Israel is facing its fifth election in just three years, after prime minister Naftali Bennett and foreign minister Yair Lapid said that they had “exhausted options to stabilise” their coalition government.

Bennett’s office said that Israel’s parliament would vote on dissolving itself next week, and that — as foreseen by the coalition agreement — Lapid would then become interim prime minister. Elections are likely to be held in October.

Bennett said in a televised address on Monday evening that the end of the government was not an “easy” moment but that having “turned every stone” to preserve the coalition, dissolving parliament was now the “right decision” for the country.

The eight-party coalition has been slowly fracturing in recent weeks and has struggled to pass legislation after defections by MPs first robbed it of its one-seat majority and then tipped it into a minority administration.
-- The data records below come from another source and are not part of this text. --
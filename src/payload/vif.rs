//! Value Information Field tables.
//!
//! The primary VIF table (EN 13757-3 annex) encodes a physical quantity plus
//! a decimal exponent in the low bits. `ValueKind` groups the ranges drivers
//! search for, and `scale_to_canonical` folds the exponent into one factor
//! that brings the raw integer into the canonical unit used by meter state:
//! kWh for energy, m3 for volume, kW for power, m3/h for flow, degrees
//! Celsius for temperatures.

/// Quantity ranges of the primary VIF table.
#[derive(Debug, Clone, Copy, PartialEq, Eq)]
pub enum ValueKind {
    EnergyWh,
    EnergyJ,
    Volume,
    Mass,
    OnTime,
    OperatingTime,
    PowerW,
    PowerJh,
    VolumeFlow,
    VolumeFlowExt,
    MassFlow,
    FlowTemperature,
    ReturnTemperature,
    TemperatureDifference,
    ExternalTemperature,
    Pressure,
    HeatCostAllocation,
    Date,
    DateTime,
    FabricationNo,
}

impl ValueKind {
    /// True if a primary VIF byte falls inside this kind's range.
    pub fn matches(&self, vif: u8) -> bool {
        match self {
            ValueKind::EnergyWh => (0x00..=0x07).contains(&vif),
            ValueKind::EnergyJ => (0x08..=0x0F).contains(&vif),
            ValueKind::Volume => (0x10..=0x17).contains(&vif),
            ValueKind::Mass => (0x18..=0x1F).contains(&vif),
            ValueKind::OnTime => (0x20..=0x23).contains(&vif),
            ValueKind::OperatingTime => (0x24..=0x27).contains(&vif),
            ValueKind::PowerW => (0x28..=0x2F).contains(&vif),
            ValueKind::PowerJh => (0x30..=0x37).contains(&vif),
            ValueKind::VolumeFlow => (0x38..=0x3F).contains(&vif),
            ValueKind::VolumeFlowExt => (0x40..=0x4F).contains(&vif),
            ValueKind::MassFlow => (0x50..=0x57).contains(&vif),
            ValueKind::FlowTemperature => (0x58..=0x5B).contains(&vif),
            ValueKind::ReturnTemperature => (0x5C..=0x5F).contains(&vif),
            ValueKind::TemperatureDifference => (0x60..=0x63).contains(&vif),
            ValueKind::ExternalTemperature => (0x64..=0x67).contains(&vif),
            ValueKind::Pressure => (0x68..=0x6B).contains(&vif),
            ValueKind::HeatCostAllocation => vif == 0x6E,
            ValueKind::Date => vif == 0x6C,
            ValueKind::DateTime => vif == 0x6D,
            ValueKind::FabricationNo => vif == 0x78,
        }
    }
}

/// Factor that scales a raw record value into the canonical unit for its
/// quantity, or `None` when the VIF carries no numeric scaling (dates,
/// identifiers, manufacturer extensions).
pub fn scale_to_canonical(vif: u8) -> Option<f64> {
    let e = |n: i32| 10f64.powi(n);
    match vif {
        // Energy a..a+7: 10^(n-3) Wh, canonical kWh.
        0x00..=0x07 => Some(e((vif & 0x07) as i32 - 6)),
        // Energy 10^n J, canonical kWh.
        0x08..=0x0F => Some(e((vif & 0x07) as i32) / 3.6e6),
        // Volume 10^(n-6) m3.
        0x10..=0x17 => Some(e((vif & 0x07) as i32 - 6)),
        // Mass 10^(n-3) kg.
        0x18..=0x1F => Some(e((vif & 0x07) as i32 - 3)),
        // On time / operating time, canonical hours.
        0x20..=0x27 => Some(match vif & 0x03 {
            0 => 1.0 / 3600.0,
            1 => 1.0 / 60.0,
            2 => 1.0,
            _ => 24.0,
        }),
        // Power 10^(n-3) W, canonical kW.
        0x28..=0x2F => Some(e((vif & 0x07) as i32 - 6)),
        // Power 10^n J/h, canonical kW.
        0x30..=0x37 => Some(e((vif & 0x07) as i32) / 3.6e6),
        // Volume flow 10^(n-6) m3/h.
        0x38..=0x3F => Some(e((vif & 0x07) as i32 - 6)),
        // Volume flow 10^(n-7) m3/min, canonical m3/h.
        0x40..=0x47 => Some(e((vif & 0x07) as i32 - 7) * 60.0),
        // Volume flow 10^(n-9) m3/s, canonical m3/h.
        0x48..=0x4F => Some(e((vif & 0x07) as i32 - 9) * 3600.0),
        // Mass flow 10^(n-3) kg/h.
        0x50..=0x57 => Some(e((vif & 0x07) as i32 - 3)),
        // Temperatures and differences, 10^(n-3) C or K.
        0x58..=0x6B => Some(e((vif & 0x03) as i32 - 3)),
        // Heat cost allocation units are dimensionless.
        0x6E => Some(1.0),
        _ => None,
    }
}

/// Human readable canonical unit, used by explanation annotations.
pub fn canonical_unit(vif: u8) -> &'static str {
    match vif {
        0x00..=0x0F => "kwh",
        0x10..=0x17 => "m3",
        0x18..=0x1F => "kg",
        0x20..=0x27 => "h",
        0x28..=0x37 => "kw",
        0x38..=0x4F => "m3/h",
        0x50..=0x57 => "kg/h",
        0x58..=0x5B | 0x5C..=0x5F | 0x64..=0x67 => "c",
        0x60..=0x63 => "k",
        0x68..=0x6B => "bar",
        0x6E => "hca",
        _ => "",
    }
}

#[cfg(test)]
mod tests {
    use super::*;

    #[test]
    fn test_energy_scaling() {
        // VIF 0x06 is kWh resolution: raw 44 -> 44.000 kWh.
        assert_eq!(scale_to_canonical(0x06), Some(1.0));
        // VIF 0x04 is 10 Wh resolution.
        assert_eq!(scale_to_canonical(0x04), Some(0.01));
    }

    #[test]
    fn test_volume_and_power_scaling() {
        assert_eq!(scale_to_canonical(0x14), Some(0.01)); // 10^-2 m3
        assert_eq!(scale_to_canonical(0x2D), Some(0.1)); // 100 W -> 0.1 kW
        assert_eq!(scale_to_canonical(0x3B), Some(0.001)); // l/h -> m3/h
    }

    #[test]
    fn test_temperature_scaling() {
        assert_eq!(scale_to_canonical(0x59), Some(0.01));
        assert_eq!(scale_to_canonical(0x5D), Some(0.01));
    }

    #[test]
    fn test_kind_ranges() {
        assert!(ValueKind::EnergyWh.matches(0x06));
        assert!(!ValueKind::EnergyWh.matches(0x14));
        assert!(ValueKind::Volume.matches(0x14));
        assert!(ValueKind::VolumeFlow.matches(0x3B));
        assert!(ValueKind::FlowTemperature.matches(0x59));
        assert!(ValueKind::ReturnTemperature.matches(0x5D));
        assert!(ValueKind::Date.matches(0x6C));
    }

    #[test]
    fn test_no_scale_for_special_vifs() {
        assert_eq!(scale_to_canonical(0x6C), None); // date
        assert_eq!(scale_to_canonical(0xFF), None); // manufacturer specific
        assert_eq!(scale_to_canonical(0x78), None); // fabrication no
    }
}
Formed a year ago by eight parties united in part by their desire to oust Israel’s long-serving leader Benjamin Netanyahu and his rightwing Likud party, Bennett and Lapid’s coalition was the most ideologically diverse in the country’s history.

It brought together rightwing religious nationalists and pro-peace leftists. It included, for the first time in Israeli history, an independent Arab-Israeli Islamist party.

The coalition took office after a period of political deadlock that resulted in four elections being held in just two years. Despite its slender majority, it managed to pass Israel’s first budget in more than two years and helped steer the country through the Covid-19 pandemic.

However, the coalition’s ideological divisions were never far from the surface, and in recent weeks defections and the government’s failure to pass various high-profile bills have prompted intense speculation on its durability.

Among those it failed to pass was a bill renewing rules that allow the application of parts of Israeli law to Jewish settlers in the occupied West Bank. The regulations expire at the end of June, and Bennett hinted that forestalling this was one of the reasons for the decision to dissolve parliament. If elections are announced, the rules are automatically extended.

In his address, Lapid said that he would now focus on the most pressing challenges facing Israel. “We need to tackle the cost of living, wage the campaign against Iran, Hamas, and Hizbollah, and stand against the forces threatening to turn Israel into a non-democratic country,” he said.

The collapse of the government will give Netanyahu — who served as prime minister for a total of 15 years, including the period between 2009 and 2021 — and his Likud party a chance to return to office. Polls have suggested that Likud will be the biggest party in a new parliament but it is not clear whether it would also be able to form a coalition government.

Yohanan Plesner, head of the Israel Democracy Institute, said the decision to dissolve parliament showed that, rather than overcoming the problems in Israeli politics that had led to a series of inconclusive elections, Bennett and Lapid’s government had not ended “Israel’s worst political crisis” but instead merely pushed it into the background.

“This ongoing crisis will not come to an end until Israel’s leaders put their political differences aside and enact long-overdue electoral and constitutional reforms,” he said.

However, Plesner added that despite the government’s short tenure, it had “played an historical role by including an Arab party in the coalition and in the decisions made by the national leadership, and therefore paving the way for the possibility of more inclusion by the Arab minority in the political process and Israeli society as a whole”.